I have some data in which some of the values are stored as zero(0).What i want to do is to replace them with '-'. I dont know which value will get zero as my database table gets updated daily thats why i have to place that replace thing on all the data.
$r_val=preg_replace('/(0)/','-',$r_val);
The code im using is replacing all the zeroes that it finds for eg. it is even replacing zero from 104.67,giving the output 1-4.56 which is wrong. i want that data where value is exact zero that must be replaced by '-' not every zero that it encounter.
Can anyone please help!!
Example of the values that $r_val is having :-
10.31,
391.05,
113393,
15.31,
1000 etc.
This depends alot on how your data is formatted inside $r_val, but a good place to start would be to try:
$r_val = preg_replace('/(?<!\.)\b0\b(?!\.)/', '-', $r_val);
Where \b is a 0-length character representing the start or end of a 'word'.
Strange as it may sound, but the Perl regex documentation is actually really good for explaining the regex part of the preg_* functions, since Perl is where the functionality is actually implemented.
Again, it would be more than helpful if you could supply an example of what the $r_val string really looks like.
Note that \b matches at word boundaries, which would also turn a string like "0.75" into "-.75". Not a desirable result, I guess.
Whilst the other answer does work, it seems overly complex to me. I think you need only to use the ^ and $ chars either side of 0.

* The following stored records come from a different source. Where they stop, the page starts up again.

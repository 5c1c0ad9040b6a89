use std::convert::Infallible;
use std::sync::Arc;

use axum::Json;
use axum::body::Bytes;
use axum::extract::{FromRequestParts, Path, Query, State};
use axum::http::request::Parts;
use axum::response::sse::{Event, KeepAlive, Sse};
use futures_util::Stream;
use futures_util::stream::{self, StreamExt};
use serde::{Deserialize, Serialize};
use serde_json::{Map, Value, json};
use tokio::sync::mpsc;
use tracing::warn;

use crate::canvas::{Issue, parse_unchecked, validate_tree};
use crate::engine::types::ExecutionStatus;
use crate::error::FlowError;
use crate::service::*;
use crate::storage::{PublishedVersion, WorkflowMeta};
use crate::stream::StreamEvent;

use super::AppState;
use super::errors::AppError;

pub const SPACE_HEADER: &str = "x-space-id";
pub const USER_HEADER: &str = "x-user-id";

/// Caller identity from `x-space-id` / `x-user-id`. Authentication happens
/// in front of this service.
pub struct CallerHeaders(pub Caller);

impl<S: Send + Sync> FromRequestParts<S> for CallerHeaders {
    type Rejection = AppError;

    async fn from_request_parts(parts: &mut Parts, _state: &S) -> Result<Self, Self::Rejection> {
        let header = |name: &str| {
            parts
                .headers
                .get(name)
                .and_then(|v| v.to_str().ok())
                .map(str::trim)
                .filter(|v| !v.is_empty())
                .map(str::to_string)
        };
        let space_id = header(SPACE_HEADER)
            .ok_or_else(|| AppError::BadRequest(format!("missing '{}' header", SPACE_HEADER)))?;
        let user_id = header(USER_HEADER).unwrap_or_default();
        Ok(CallerHeaders(Caller { space_id, user_id }))
    }
}

// --- Request/Response types ---

#[derive(Deserialize, Default)]
pub struct RunInput {
    #[serde(default)]
    pub input: Map<String, Value>,
    #[serde(default)]
    pub version: Option<String>,
}

#[derive(Deserialize)]
pub struct ResumeRequest {
    pub event_id: String,
    /// Answer payload; a string or any JSON value.
    #[serde(default)]
    pub data: Value,
}

#[derive(Deserialize)]
pub struct HistoryQuery {
    #[serde(default)]
    pub execute_id: Option<String>,
    pub scene: HistoryScene,
}

#[derive(Deserialize)]
pub struct SchemaQuery {
    #[serde(default)]
    pub sub_execute_id: Option<String>,
}

#[derive(Serialize)]
pub struct ExecuteResponse {
    pub execute_id: String,
}

#[derive(Serialize)]
pub struct ValidateResponse {
    pub valid: bool,
    #[serde(skip_serializing_if = "Vec::is_empty")]
    pub issues: Vec<Issue>,
}

#[derive(Serialize)]
pub struct NodeInfo {
    pub node_type: String,
    pub description: String,
}

#[derive(Serialize)]
pub struct HealthResponse {
    pub status: String,
    pub version: String,
}

// --- Workflows ---

/// GET /workflows
pub async fn list_workflows(
    State(state): State<Arc<AppState>>,
    CallerHeaders(caller): CallerHeaders,
) -> Result<Json<Value>, AppError> {
    let workflows = state.service.list_workflows(&caller).await?;
    let total = workflows.len();
    Ok(Json(json!({ "workflows": workflows, "total": total })))
}

/// POST /workflows
pub async fn create_workflow(
    State(state): State<Arc<AppState>>,
    CallerHeaders(caller): CallerHeaders,
    Json(req): Json<CreateWorkflow>,
) -> Result<Json<WorkflowMeta>, AppError> {
    Ok(Json(state.service.create_workflow(&caller, req).await?))
}

/// GET /workflows/{id}
pub async fn get_canvas_info(
    State(state): State<Arc<AppState>>,
    CallerHeaders(caller): CallerHeaders,
    Path(id): Path<String>,
) -> Result<Json<CanvasInfo>, AppError> {
    Ok(Json(state.service.get_canvas_info(&caller, &id).await?))
}

/// PUT /workflows/{id}/draft
pub async fn save_workflow(
    State(state): State<Arc<AppState>>,
    CallerHeaders(caller): CallerHeaders,
    Path(id): Path<String>,
    body: Bytes,
) -> Result<Json<Value>, AppError> {
    let commit_id = state.service.save_workflow(&caller, &id, &body).await?;
    Ok(Json(json!({ "commit_id": commit_id })))
}

/// DELETE /workflows/{id}
pub async fn delete_workflow(
    State(state): State<Arc<AppState>>,
    CallerHeaders(caller): CallerHeaders,
    Path(id): Path<String>,
) -> Result<Json<Value>, AppError> {
    state.service.delete_workflow(&caller, &id).await?;
    Ok(Json(json!({ "deleted": id })))
}

/// POST /workflows/{id}/copy
pub async fn copy_workflow(
    State(state): State<Arc<AppState>>,
    CallerHeaders(caller): CallerHeaders,
    Path(id): Path<String>,
) -> Result<Json<WorkflowMeta>, AppError> {
    Ok(Json(state.service.copy_workflow(&caller, &id).await?))
}

/// POST /workflows/{id}/publish
pub async fn publish_workflow(
    State(state): State<Arc<AppState>>,
    CallerHeaders(caller): CallerHeaders,
    Path(id): Path<String>,
    Json(req): Json<PublishRequest>,
) -> Result<Json<PublishedVersion>, AppError> {
    Ok(Json(state.service.publish_workflow(&caller, &id, req).await?))
}

/// POST /validate
pub async fn validate_canvas(body: Bytes) -> Result<Json<ValidateResponse>, AppError> {
    let issues = match parse_unchecked(&body) {
        Ok(canvas) => validate_tree(&canvas),
        Err(FlowError::Validation(issues)) => issues,
        Err(e) => return Err(e.into()),
    };
    Ok(Json(ValidateResponse {
        valid: issues.is_empty(),
        issues,
    }))
}

// --- Runs ---

/// POST /workflows/{id}/test_run
pub async fn test_run(
    State(state): State<Arc<AppState>>,
    CallerHeaders(caller): CallerHeaders,
    Path(id): Path<String>,
    Json(req): Json<RunInput>,
) -> Result<Json<ExecuteResponse>, AppError> {
    let execute_id = state.service.test_run(&caller, &id, req.input).await?;
    Ok(Json(ExecuteResponse { execute_id }))
}

/// POST /workflows/{id}/nodes/{node_id}/debug
pub async fn node_debug_run(
    State(state): State<Arc<AppState>>,
    CallerHeaders(caller): CallerHeaders,
    Path((id, node_id)): Path<(String, String)>,
    Json(req): Json<NodeDebugInput>,
) -> Result<Json<ExecuteResponse>, AppError> {
    let execute_id = state
        .service
        .node_debug_run(&caller, &id, &node_id, req)
        .await?;
    Ok(Json(ExecuteResponse { execute_id }))
}

/// GET /workflows/{id}/nodes/{node_id}/history
pub async fn node_history(
    State(state): State<Arc<AppState>>,
    CallerHeaders(caller): CallerHeaders,
    Path((id, node_id)): Path<(String, String)>,
    Query(q): Query<HistoryQuery>,
) -> Result<Json<Value>, AppError> {
    let results = state
        .service
        .get_node_execute_history(&caller, &id, q.execute_id.as_deref(), &node_id, q.scene)
        .await?;
    Ok(Json(json!({ "results": results })))
}

/// POST /workflows/{id}/run
pub async fn openapi_run(
    State(state): State<Arc<AppState>>,
    CallerHeaders(caller): CallerHeaders,
    Path(id): Path<String>,
    Json(req): Json<OpenApiRun>,
) -> Result<Json<OpenApiResult>, AppError> {
    Ok(Json(state.service.openapi_run(&caller, &id, req).await?))
}

/// POST /workflows/{id}/stream_run
pub async fn stream_run(
    State(state): State<Arc<AppState>>,
    CallerHeaders(caller): CallerHeaders,
    Path(id): Path<String>,
    Json(req): Json<RunInput>,
) -> Result<Sse<impl Stream<Item = Result<Event, Infallible>>>, AppError> {
    let (_, rx) = state
        .service
        .stream_run(&caller, &id, req.input, req.version.as_deref())
        .await?;
    Ok(sse(rx))
}

// --- Executions ---

/// GET /executions/{id}
pub async fn get_process(
    State(state): State<Arc<AppState>>,
    CallerHeaders(caller): CallerHeaders,
    Path(id): Path<String>,
) -> Result<Json<ProcessInfo>, AppError> {
    Ok(Json(state.service.get_process(&caller, &id).await?))
}

/// POST /executions/{id}/resume
pub async fn resume(
    State(state): State<Arc<AppState>>,
    CallerHeaders(caller): CallerHeaders,
    Path(id): Path<String>,
    Json(req): Json<ResumeRequest>,
) -> Result<Json<ExecuteResponse>, AppError> {
    let execute_id = state
        .service
        .resume(&caller, &id, &req.event_id, req.data)
        .await?;
    Ok(Json(ExecuteResponse { execute_id }))
}

/// POST /executions/{id}/stream_resume
pub async fn stream_resume(
    State(state): State<Arc<AppState>>,
    CallerHeaders(caller): CallerHeaders,
    Path(id): Path<String>,
    Json(req): Json<ResumeRequest>,
) -> Result<Sse<impl Stream<Item = Result<Event, Infallible>>>, AppError> {
    let rx = state
        .service
        .stream_resume(&caller, &id, &req.event_id, req.data)
        .await?;
    Ok(sse(rx))
}

/// POST /executions/{id}/cancel
pub async fn cancel(
    State(state): State<Arc<AppState>>,
    CallerHeaders(caller): CallerHeaders,
    Path(id): Path<String>,
) -> Result<Json<Value>, AppError> {
    let status: ExecutionStatus = state.service.cancel(&caller, &id).await?;
    Ok(Json(json!({ "execute_id": id, "status": status })))
}

/// GET /executions/{id}/schema
pub async fn history_schema(
    State(state): State<Arc<AppState>>,
    CallerHeaders(caller): CallerHeaders,
    Path(id): Path<String>,
    Query(q): Query<SchemaQuery>,
) -> Result<Json<HistorySchema>, AppError> {
    Ok(Json(
        state
            .service
            .get_history_schema(&caller, &id, q.sub_execute_id.as_deref())
            .await?,
    ))
}

// --- Misc ---

/// GET /nodes
pub async fn list_nodes(State(state): State<Arc<AppState>>) -> Json<Value> {
    let nodes: Vec<NodeInfo> = state
        .service
        .engine()
        .registry()
        .list()
        .iter()
        .map(|(kind, desc)| NodeInfo {
            node_type: kind.to_string(),
            description: desc.to_string(),
        })
        .collect();

    let total = nodes.len();
    Json(json!({
        "nodes": nodes,
        "total": total,
    }))
}

/// GET /health
pub async fn health() -> Json<HealthResponse> {
    Json(HealthResponse {
        status: "ok".to_string(),
        version: env!("CARGO_PKG_VERSION").to_string(),
    })
}

// --- Helpers ---

fn sse_event(event: &StreamEvent) -> Event {
    let data = serde_json::to_string(event).unwrap_or_else(|e| {
        warn!(error = %e, "Failed to encode stream event");
        "{}".to_string()
    });
    Event::default()
        .event(event.name())
        .id(event.index().to_string())
        .data(data)
}

/// Render stream events as SSE until the terminal event.
fn sse(rx: mpsc::Receiver<StreamEvent>) -> Sse<impl Stream<Item = Result<Event, Infallible>>> {
    let events = stream::unfold(rx, |mut rx| async move {
        rx.recv().await.map(|event| (event, rx))
    })
    .map(|event| Ok(sse_event(&event)));
    Sse::new(events).keep_alive(KeepAlive::default())
}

$r_val = preg_replace('/^0+$/', '-', $r_val);
^ indicates the regex should match from the beginning of the line.
$ indicates the regex should match to the end of the line.
+ means match this pattern 1 or more times
I altered the minus sign to it's html code equivalent too. Paranoid, yes, but we are dealing with numbers after all, so I though throwing a raw minus sign in there might not be the best idea.
Why not just do this?
if ( $r_val == 0 )
$r_val = '-';
You do not need to use a regex for this. In fact, I'd advise against doing so for performance reasons. The operation above is approximately 20x faster than the regex solution.
Also, the PHP manual advises against using regexes for simple replacements:
If you don't need fancy replacing rules (like regular expressions), you should always use this function instead of ereg_replace() or preg_replace().
http://us.php.net/manual/en/function.str-replace.php
Hope that helps!